GDPR's enforcement in May 2018 drastically altered the privacy environment and accelerated the adoption of new technologies, such as tokenization. In the past four years, the General Data Protection Regulation (GDPR) has increased public awareness of how data is handled and put significant penalties on businesses that have not complied. GDPR has quickly transformed privacy legislation and become the benchmark by which other privacy regulations in the U.S. and elsewhere in the world are measured. To meet the GDPR compliance standards, security solutions such as tokenization can play a vital role in securing sensitive data sets.
What is tokenization?
Tokenization is the process of exchanging sensitive data for non-sensitive data, known as "tokens," that can be utilized in a database or internal system without exposing the sensitive data to the public. Tokenization, in other terms, is the act of substituting sensitive data with unique identification symbols that retain all critical information without compromising its security.
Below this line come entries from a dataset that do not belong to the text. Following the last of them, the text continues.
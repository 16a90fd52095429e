//! Vizij Animation Export (engine-agnostic)
//!
//! Turns groups of scalar animation curves into glTF-style animation samplers:
//! a time array, a flattened value array and an interpolation tag.
//!
//! Pipeline per channel group:
//! - analyze: decide whether the group needs dense resampling ("baking")
//! - extract: bake at a fixed step, or read authored control points (with Hermite
//!   tangents for Bezier groups)
//! - remap: convert values into the output coordinate convention
//! - assemble: flatten and hand the arrays to a [`BufferEncoder`]
//!
//! [`ExportSession`] ties the steps together and memoizes results per group for
//! the lifetime of one export run.

pub mod analyze;
pub mod assemble;
pub mod cache;
pub mod config;
pub mod curve;
pub mod data;
pub mod encode;
pub mod error;
pub mod extract;
pub mod ids;
pub mod keyframe;
pub mod property;
pub mod remap;
pub mod session;
pub mod stored_group;
pub mod tangents;

// Re-exports for consumers (scene traversal and file writers)
pub use analyze::{bake_reason, needs_baking, BakeReason};
pub use assemble::{
    assemble_sampler, export_sampler_json, resolve_interpolation, Accessor, AnimationSampler,
};
pub use cache::{CacheKey, SamplerCache};
pub use config::ExportSettings;
pub use curve::{AnimationCurve, ControlPoint, CurveInterpolation, Handle, KeyframeCurve};
pub use data::{Channel, ChannelGroup};
pub use encode::{BufferEncoder, BufferViewHandle, ComponentType, DataType, InMemoryEncoder};
pub use error::{ExportError, Result};
pub use extract::{bake_keyframes, extract_keyframes, native_keyframes, MAX_BAKED_KEYFRAMES};
pub use ids::{GroupId, SessionId};
pub use keyframe::{Keyframe, Sampler, SamplerInterpolation};
pub use property::{TargetProperty, MAX_ARITY};
pub use remap::{
    remap_keyframes, remap_vector, CoordinateRemap, IdentityRemap, Matrix4, StandardRemap,
};
pub use session::ExportSession;
pub use stored_group::parse_channel_group_json;
pub use tangents::{synthesize_tangents, Tangents};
This makes tokenization an especially valuable tool for risk mitigation and compliance. Tokenization has become a popular method for small and medium-sized enterprises to increase the security of credit card and e-commerce transactions while reducing the expense and complexity of complying with industry standards and government requirements.
The purpose of tokenization is to protect sensitive data while preserving its business utility. Even though the tokens are unrelated values, they maintain certain aspects of the original data, most typically the length or structure, so they can be utilized without interruption in business operations. The original sensitive data is then stored in a secure location outside the organization's internal systems.
In contrast to encrypted data, tokenized data cannot be deciphered and cannot be reversed. Because there is no mathematical relationship between a token and its original number, tokens cannot be returned to their original form in the absence of additional, independently recorded data. Consequently, a breach of a tokenized environment will not affect the original sensitive information.
What is a token?
A token is a bit of data that substitutes for a more valuable piece of data. Tokens have almost no intrinsic value; they are only useful because they represent something of value, such as a Primary Account Number (PAN) or Social Security number (SSN).
For example, the token of a credit card number has the final four digits preserved, but the remaining digits are random. The token is now safe for database storage. This token alone cannot be used to compromise a credit card account by anyone with access to it.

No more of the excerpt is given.